Par Michel LAGACÉ

L’annonce inattendue que le gouvernement du Manitoba abolissait 11 postes de traducteurs souligne le besoin de repenser la mise en application de la Loi sur l’appui à l’épanouissement de la francophonie manitobaine, mieux connue comme la Loi 5. Car, pour une troisième fois depuis l’adoption de la Loi en juin 2016, le gouvernement a décidé unilatéralement de couper des services qui appuyaient l’épanouissement de la francophonie. Sans préavis ni consultation, le gouvernement avait déjà fermé des cliniques express bilingues et, sans même l’annoncer, il a aboli le poste de sous-ministre adjoint au Bureau de l’éducation française.

Pourtant, la Loi 5 prévoit que la ministre des affaires francophones doit, entre autres, “agir à titre de défenseur” pour s’assurer que le gouvernement prenne en compte “les besoins de la francophonie manitobaine et que des ressources équitables soient affectées à ces besoins”. Or, le gouvernement n’a même pas respecté la lettre de la Loi en décidant de couper des services.

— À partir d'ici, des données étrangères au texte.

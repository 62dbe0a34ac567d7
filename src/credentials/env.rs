//! Credential environment scoped to a single provisioning attempt.

use std::collections::BTreeMap;
use std::env;

/// Source consulted when the overlay holds no entry for a name.
#[derive(Clone, Debug, Default)]
enum BaseEnv {
    #[default]
    Process,
    Fixed(BTreeMap<String, String>),
}

/// Environment view used for credential lookups and exports.
///
/// Reads fall through to the process environment (or a fixed map) unless
/// the name has been set or unset on this value. Writes never touch the
/// process environment; callers hand [`CredentialEnv::exported`] to child
/// processes instead.
#[derive(Clone, Debug, Default)]
pub struct CredentialEnv {
    base: BaseEnv,
    overlay: BTreeMap<String, Option<String>>,
}

impl CredentialEnv {
    /// View over the current process environment.
    #[must_use]
    pub fn process() -> Self {
        Self::default()
    }

    /// View over a fixed set of variables, ignoring the process environment.
    #[must_use]
    pub fn from_pairs<I, K, V>(pairs: I) -> Self
    where
        I: IntoIterator<Item = (K, V)>,
        K: Into<String>,
        V: Into<String>,
    {
        Self {
            base: BaseEnv::Fixed(
                pairs
                    .into_iter()
                    .map(|(key, value)| (key.into(), value.into()))
                    .collect(),
            ),
            overlay: BTreeMap::new(),
        }
    }

    /// Returns the value for `name`, treating empty strings as unset.
    #[must_use]
    pub fn get(&self, name: &str) -> Option<String> {
        let value = self.overlay.get(name).map_or_else(
            || match &self.base {
                BaseEnv::Process => env::var(name).ok(),
                BaseEnv::Fixed(vars) => vars.get(name).cloned(),
            },
            Clone::clone,
        );
        value.filter(|candidate| !candidate.is_empty())
    }

    /// Reports whether `name` holds a non-empty value.
    #[must_use]
    pub fn is_set(&self, name: &str) -> bool {
        self.get(name).is_some()
    }

    /// Records `value` for `name`.
    pub fn set(&mut self, name: impl Into<String>, value: impl Into<String>) {
        self.overlay.insert(name.into(), Some(value.into()));
    }

    /// Masks `name` so later reads see it as unset.
    pub fn unset(&mut self, name: impl Into<String>) {
        self.overlay.insert(name.into(), None);
    }

    /// Variables set on this view, in name order.
    #[must_use]
    pub fn exported(&self) -> Vec<(String, String)> {
        self.overlay
            .iter()
            .filter_map(|(key, value)| value.as_ref().map(|v| (key.clone(), v.clone())))
            .collect()
    }

    /// Names masked by [`CredentialEnv::unset`].
    #[must_use]
    pub fn removed(&self) -> Vec<String> {
        self.overlay
            .iter()
            .filter(|(_, value)| value.is_none())
            .map(|(key, _)| key.clone())
            .collect()
    }
}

La ministre, Rochelle Squires, loin de respecter la lettre et encore moins l’esprit de la Loi, se limite à défendre les décisions de son gouvernement, solidarité ministérielle oblige.

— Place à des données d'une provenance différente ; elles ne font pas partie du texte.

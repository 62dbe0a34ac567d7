//! Agent and cloud identifier resolution.
//!
//! User input is matched against manifest keys in three ordered stages:
//! exact key, case-insensitive key, then case-insensitive display name.
//! Input is never trimmed. When nothing matches, [`suggest`] offers the
//! closest key within an edit distance of three.

use std::collections::BTreeMap;
use std::io;

use camino::{Utf8Path, Utf8PathBuf};
use cap_std::{ambient_authority, fs_utf8::Dir};
use serde::Deserialize;
use thiserror::Error;

use crate::credentials::CredentialEnv;
use crate::error::ErrorKind;

/// Largest edit distance [`suggest`] accepts.
pub const MAX_SUGGESTION_DISTANCE: usize = 3;

/// Resolves `input` to one of `keys`.
///
/// `display_name` maps a key to its human readable name.
#[must_use]
pub fn resolve<'a, F>(input: &str, keys: &[&'a str], display_name: F) -> Option<&'a str>
where
    F: Fn(&str) -> Option<&'a str>,
{
    if let Some(key) = keys.iter().find(|key| **key == input) {
        return Some(*key);
    }
    let lowered = input.to_lowercase();
    if let Some(key) = keys.iter().find(|key| key.to_lowercase() == lowered) {
        return Some(*key);
    }
    keys.iter()
        .find(|key| display_name(key).is_some_and(|name| name.to_lowercase() == lowered))
        .copied()
}

/// Closest key to `input` by edit distance over keys and display names,
/// compared case-insensitively.
///
/// Returns `None` when the best distance exceeds
/// [`MAX_SUGGESTION_DISTANCE`]. Ties keep the earlier key.
#[must_use]
pub fn suggest<'a, F>(input: &str, keys: &[&'a str], display_name: F) -> Option<&'a str>
where
    F: Fn(&str) -> Option<&'a str>,
{
    let lowered = input.to_lowercase();
    let mut best: Option<(usize, &'a str)> = None;
    for &key in keys {
        let key_distance = levenshtein(&lowered, &key.to_lowercase());
        let name_distance = display_name(key)
            .map_or(usize::MAX, |name| levenshtein(&lowered, &name.to_lowercase()));
        let distance = key_distance.min(name_distance);
        if best.is_none_or(|(current, _)| distance < current) {
            best = Some((distance, key));
        }
    }
    best.filter(|(distance, _)| *distance <= MAX_SUGGESTION_DISTANCE)
        .map(|(_, key)| key)
}

fn levenshtein(left: &str, right: &str) -> usize {
    let right_chars: Vec<char> = right.chars().collect();
    let mut previous: Vec<usize> = (0..=right_chars.len()).collect();
    for (row, left_char) in left.chars().enumerate() {
        let mut current = Vec::with_capacity(previous.len());
        current.push(row + 1);
        for (right_char, pair) in right_chars.iter().zip(previous.windows(2)) {
            let [diagonal, above] = pair else {
                continue;
            };
            let beside = current.last().copied().unwrap_or_default();
            let substitution = diagonal + usize::from(left_char != *right_char);
            current.push(substitution.min(above + 1).min(beside + 1));
        }
        previous = current;
    }
    previous.last().copied().unwrap_or_default()
}

/// Agent entry in the manifest.
#[derive(Clone, Debug, Default, Deserialize, Eq, PartialEq)]
pub struct AgentEntry {
    /// Display name.
    pub name: String,
    /// Environment template injected into the instance. Values may
    /// reference credential variables as `$VAR` or `${VAR}`.
    #[serde(default)]
    pub env: BTreeMap<String, String>,
}

/// Cloud entry in the manifest.
#[derive(Clone, Debug, Default, Deserialize, Eq, PartialEq)]
pub struct CloudEntry {
    /// Display name.
    pub name: String,
}

/// Implementation state of one cloud/agent combination.
#[derive(Clone, Copy, Debug, Deserialize, Eq, PartialEq)]
#[serde(rename_all = "lowercase")]
pub enum MatrixStatus {
    /// The combination works.
    Implemented,
    /// The combination is not available yet.
    Missing,
}

/// Errors raised while loading or querying the manifest.
#[derive(Debug, Error)]
pub enum ManifestError {
    /// Raised when the manifest file cannot be read.
    #[error("failed to read manifest {path}: {message}")]
    Io {
        /// Manifest path.
        path: Utf8PathBuf,
        /// Underlying error text.
        message: String,
    },
    /// Raised when the manifest is not valid JSON.
    #[error("failed to parse manifest: {message}")]
    Parse {
        /// Parser message.
        message: String,
    },
    /// Raised when an agent identifier does not resolve.
    #[error("unknown agent '{input}'{}", suggestion_note(.suggestion.as_deref()))]
    UnknownAgent {
        /// Identifier as typed.
        input: String,
        /// Closest known key.
        suggestion: Option<String>,
    },
    /// Raised when a cloud identifier does not resolve.
    #[error("unknown cloud '{input}'{}", suggestion_note(.suggestion.as_deref()))]
    UnknownCloud {
        /// Identifier as typed.
        input: String,
        /// Closest known key.
        suggestion: Option<String>,
    },
    /// Raised when an agent env template references an unset variable.
    #[error("agent '{agent}' needs {variable}, which is not set")]
    MissingVariable {
        /// Agent key.
        agent: String,
        /// Referenced variable.
        variable: String,
    },
}

impl ManifestError {
    /// Classifies the failure.
    #[must_use]
    pub const fn kind(&self) -> ErrorKind {
        match self {
            Self::Io { .. } => ErrorKind::Filesystem,
            Self::Parse { .. }
            | Self::UnknownAgent { .. }
            | Self::UnknownCloud { .. }
            | Self::MissingVariable { .. } => ErrorKind::Configuration,
        }
    }
}

fn suggestion_note(suggestion: Option<&str>) -> String {
    suggestion
        .map(|key| format!("; did you mean '{key}'?"))
        .unwrap_or_default()
}

/// Read-only catalogue of agents, clouds and supported combinations.
#[derive(Clone, Debug, Default, Deserialize, Eq, PartialEq)]
pub struct Manifest {
    /// Agents keyed by canonical key.
    #[serde(default)]
    pub agents: BTreeMap<String, AgentEntry>,
    /// Clouds keyed by canonical key.
    #[serde(default)]
    pub clouds: BTreeMap<String, CloudEntry>,
    /// `cloud/agent` combinations and their state.
    #[serde(default)]
    pub matrix: BTreeMap<String, MatrixStatus>,
}

impl Manifest {
    /// Parses a manifest document.
    ///
    /// # Errors
    ///
    /// Returns [`ManifestError::Parse`] when the document is malformed.
    pub fn from_json(contents: &str) -> Result<Self, ManifestError> {
        serde_json::from_str(contents).map_err(|err| ManifestError::Parse {
            message: err.to_string(),
        })
    }

    /// Reads and parses the manifest at `path`.
    ///
    /// # Errors
    ///
    /// Returns [`ManifestError`] when the file cannot be read or parsed.
    pub fn load(path: &Utf8Path) -> Result<Self, ManifestError> {
        let io_error = |err: &io::Error| ManifestError::Io {
            path: path.to_path_buf(),
            message: err.to_string(),
        };
        let parent = path
            .parent()
            .filter(|dir| !dir.as_str().is_empty())
            .unwrap_or_else(|| Utf8Path::new("."));
        let file_name = path.file_name().ok_or_else(|| ManifestError::Io {
            path: path.to_path_buf(),
            message: String::from("manifest path is missing a filename"),
        })?;
        let dir = Dir::open_ambient_dir(parent, ambient_authority()).map_err(|err| io_error(&err))?;
        let contents = dir.read_to_string(file_name).map_err(|err| io_error(&err))?;
        Self::from_json(&contents)
    }

    fn agent_keys(&self) -> Vec<&str> {
        self.agents.keys().map(String::as_str).collect()
    }

    fn cloud_keys(&self) -> Vec<&str> {
        self.clouds.keys().map(String::as_str).collect()
    }

    /// Resolves `input` among agent keys only.
    #[must_use]
    pub fn resolve_agent(&self, input: &str) -> Option<&str> {
        resolve(input, &self.agent_keys(), |key| {
            self.agents.get(key).map(|entry| entry.name.as_str())
        })
    }

    /// Resolves `input` among cloud keys only.
    #[must_use]
    pub fn resolve_cloud(&self, input: &str) -> Option<&str> {
        resolve(input, &self.cloud_keys(), |key| {
            self.clouds.get(key).map(|entry| entry.name.as_str())
        })
    }

    /// Closest agent key to `input`.
    #[must_use]
    pub fn suggest_agent(&self, input: &str) -> Option<&str> {
        suggest(input, &self.agent_keys(), |key| {
            self.agents.get(key).map(|entry| entry.name.as_str())
        })
    }

    /// Closest cloud key to `input`.
    #[must_use]
    pub fn suggest_cloud(&self, input: &str) -> Option<&str> {
        suggest(input, &self.cloud_keys(), |key| {
            self.clouds.get(key).map(|entry| entry.name.as_str())
        })
    }

    /// Resolves an agent or reports it unknown with a suggestion.
    ///
    /// # Errors
    ///
    /// Returns [`ManifestError::UnknownAgent`] on a miss.
    pub fn lookup_agent(&self, input: &str) -> Result<&str, ManifestError> {
        self.resolve_agent(input)
            .ok_or_else(|| ManifestError::UnknownAgent {
                input: input.to_owned(),
                suggestion: self.suggest_agent(input).map(str::to_owned),
            })
    }

    /// Resolves a cloud or reports it unknown with a suggestion.
    ///
    /// # Errors
    ///
    /// Returns [`ManifestError::UnknownCloud`] on a miss.
    pub fn lookup_cloud(&self, input: &str) -> Result<&str, ManifestError> {
        self.resolve_cloud(input)
            .ok_or_else(|| ManifestError::UnknownCloud {
                input: input.to_owned(),
                suggestion: self.suggest_cloud(input).map(str::to_owned),
            })
    }

    /// Whether `agent` is available on `cloud`.
    #[must_use]
    pub fn is_implemented(&self, cloud: &str, agent: &str) -> bool {
        self.matrix.get(&format!("{cloud}/{agent}")) == Some(&MatrixStatus::Implemented)
    }

    /// Variables referenced by `agent`'s env template.
    #[must_use]
    pub fn required_env(&self, agent: &str) -> Vec<String> {
        let mut names: Vec<String> = self
            .agents
            .get(agent)
            .into_iter()
            .flat_map(|entry| entry.env.values())
            .map(String::as_str)
            .flat_map(references)
            .collect();
        names.sort();
        names.dedup();
        names
    }

    /// Expands `agent`'s env template against `env`.
    ///
    /// # Errors
    ///
    /// Returns [`ManifestError::UnknownAgent`] for an unknown key, or
    /// [`ManifestError::MissingVariable`] when a referenced variable is
    /// unset.
    pub fn agent_env(
        &self,
        agent: &str,
        env: &CredentialEnv,
    ) -> Result<Vec<(String, String)>, ManifestError> {
        let entry = self
            .agents
            .get(agent)
            .ok_or_else(|| ManifestError::UnknownAgent {
                input: agent.to_owned(),
                suggestion: self.suggest_agent(agent).map(str::to_owned),
            })?;
        entry
            .env
            .iter()
            .map(|(name, template)| {
                expand(template, |variable| env.get(variable))
                    .map(|value| (name.clone(), value))
                    .map_err(|variable| ManifestError::MissingVariable {
                        agent: agent.to_owned(),
                        variable,
                    })
            })
            .collect()
    }
}

enum Piece {
    Literal(char),
    Variable(String),
}

fn tokenize(template: &str) -> Vec<Piece> {
    let mut pieces = Vec::new();
    let mut chars = template.chars().peekable();
    while let Some(current) = chars.next() {
        if current != '$' {
            pieces.push(Piece::Literal(current));
            continue;
        }
        let braced = chars.next_if_eq(&'{').is_some();
        let mut name = String::new();
        if let Some(first) = chars.next_if(|c| *c == '_' || c.is_ascii_alphabetic()) {
            name.push(first);
            while let Some(next) = chars.next_if(|c| *c == '_' || c.is_ascii_alphanumeric()) {
                name.push(next);
            }
        }
        let closed = !braced || chars.next_if_eq(&'}').is_some();
        if name.is_empty() || !closed {
            pieces.push(Piece::Literal('$'));
            if braced {
                pieces.push(Piece::Literal('{'));
            }
            pieces.extend(name.chars().map(Piece::Literal));
        } else {
            pieces.push(Piece::Variable(name));
        }
    }
    pieces
}

fn references(template: &str) -> Vec<String> {
    tokenize(template)
        .into_iter()
        .filter_map(|piece| match piece {
            Piece::Variable(name) => Some(name),
            Piece::Literal(_) => None,
        })
        .collect()
}

fn expand<F>(template: &str, lookup: F) -> Result<String, String>
where
    F: Fn(&str) -> Option<String>,
{
    let mut expanded = String::new();
    for piece in tokenize(template) {
        match piece {
            Piece::Literal(c) => expanded.push(c),
            Piece::Variable(name) => match lookup(&name) {
                Some(value) => expanded.push_str(&value),
                None => return Err(name),
            },
        }
    }
    Ok(expanded)
}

Comble d’ironie, la Loi crée un conseil consultatif des affaires francophones (CCAF) qui n’a pas encore été consulté sérieusement. Dans le cas des postes de traducteurs, le gouvernement a convoqué le conseil avec un jour d’avis pour annoncer une décision déjà prise. Le rôle des cinq membres nommés au CCAF sur recommandation de la Société de la francophonie manitobaine (SFM) doit être repensé. Seulement deux membres se sont présentés avec le directeur général de la SFM à la “consultation” sur l’abolition des postes de traducteurs. Leur rôle n’est sûrement pas de justifier les coupures gouvernementales. Pourtant, une des représentantes, Aileen Clark, a affirmé que l’objectif de la ministre était de “pouvoir offrir un service accru au niveau du volume de documents avec cette nouvelle structure”. Vraiment? Et on pourrait penser que le rôle des représentants de la SFM n’est sûrement pas si passif qu’elle puisse dire : “si on a des échos comme quoi on n’atteint pas les objectifs escomptés, c’est de l’aviser et lui porter conseil à ce niveau-là.” Des échos? On offre des conseils à partir d’échos?

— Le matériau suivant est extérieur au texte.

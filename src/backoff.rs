//! Jittered retry delays.
//!
//! [`backoff`] spreads concurrent retries by up to 20% either side of the
//! requested interval. [`grow_interval`] doubles an interval up to a ceiling
//! and is used by [`retry`] to space out repeated failures such as API rate
//! limiting. The readiness poller keeps a fixed cadence and only applies
//! [`backoff`] jitter.

use std::fmt::Display;
use std::future::Future;
use std::time::Duration;

use rand::Rng;
use tokio::time::sleep;
use tracing::warn;

const JITTER_LOWER_NUMERATOR: u32 = 4;
const JITTER_UPPER_NUMERATOR: u32 = 6;
const JITTER_DENOMINATOR: u32 = 5;

/// Returns `base` with uniform jitter in the range `[0.8 * base, 1.2 * base]`.
///
/// `max` is not applied here; callers escalating an interval cap it with
/// [`grow_interval`]. When the jitter bounds cannot be computed `base` is
/// returned unchanged.
#[must_use]
pub fn backoff(base: Duration, max: Duration) -> Duration {
    backoff_with(base, max, &mut rand::thread_rng())
}

/// Variant of [`backoff`] that draws from the supplied random source.
#[must_use]
pub fn backoff_with<R: Rng + ?Sized>(base: Duration, _max: Duration, rng: &mut R) -> Duration {
    let Some((lower, upper)) = jitter_bounds(base) else {
        return base;
    };
    if lower >= upper {
        return base;
    }
    rng.gen_range(lower..=upper)
}

fn jitter_bounds(interval: Duration) -> Option<(Duration, Duration)> {
    let lower = interval
        .checked_mul(JITTER_LOWER_NUMERATOR)?
        .checked_div(JITTER_DENOMINATOR)?;
    let upper = interval
        .checked_mul(JITTER_UPPER_NUMERATOR)?
        .checked_div(JITTER_DENOMINATOR)?;
    Some((lower, upper))
}

/// Doubles `current`, capped at `max`.
#[must_use]
pub fn grow_interval(current: Duration, max: Duration) -> Duration {
    current.saturating_mul(2).min(max)
}

/// Spacing applied by [`retry`] between attempts.
#[derive(Clone, Copy, Debug, Eq, PartialEq)]
pub struct RetryPolicy {
    /// Interval used before the second attempt.
    pub initial: Duration,
    /// Ceiling for the escalated interval.
    pub max: Duration,
    /// Total number of attempts, including the first.
    pub max_attempts: u32,
}

impl RetryPolicy {
    /// Creates a policy.
    #[must_use]
    pub const fn new(initial: Duration, max: Duration, max_attempts: u32) -> Self {
        Self {
            initial,
            max,
            max_attempts,
        }
    }

    /// Policy that never retries.
    #[must_use]
    pub const fn no_retry() -> Self {
        Self::new(Duration::ZERO, Duration::ZERO, 1)
    }
}

impl Default for RetryPolicy {
    fn default() -> Self {
        Self::new(Duration::from_secs(2), Duration::from_secs(30), 5)
    }
}

/// Runs `operation` until it succeeds, fails with an error that
/// `is_retryable` rejects, or the policy runs out of attempts.
///
/// `operation` receives the 1-based attempt number.
///
/// # Errors
///
/// Returns the last error produced by `operation`.
pub async fn retry<T, E, Op, Fut, C>(
    policy: &RetryPolicy,
    is_retryable: C,
    mut operation: Op,
) -> Result<T, E>
where
    Op: FnMut(u32) -> Fut,
    Fut: Future<Output = Result<T, E>>,
    C: Fn(&E) -> bool,
    E: Display,
{
    let mut interval = policy.initial;
    let mut attempt: u32 = 1;
    loop {
        match operation(attempt).await {
            Ok(value) => return Ok(value),
            Err(err) if attempt < policy.max_attempts && is_retryable(&err) => {
                let delay = backoff(interval, policy.max);
                warn!(attempt, ?delay, error = %err, "retrying after transient failure");
                sleep(delay).await;
                interval = grow_interval(interval, policy.max);
                attempt = attempt.saturating_add(1);
            }
            Err(err) => return Err(err),
        }
    }
}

Après ce plus récent fiasco, la SFM serait bien avisée d’établir des critères sérieux de sélection de ses représentants qui ne doivent pas se contenter d’agir comme tampon de caoutchouc du gouvernement. Elle devra aussi amorcer une discussion franche avec la ministre responsable des affaires francophones. La légitimité de la Loi 5 exige un esprit d’ouverture et de bonne volonté. Jusqu’à présent, ni l’esprit ni la lettre de la Loi n’ont été respectés, tandis que des mesures qui étaient en place pour appuyer l’épanouissement de la francophonie manitobaine disparaissent.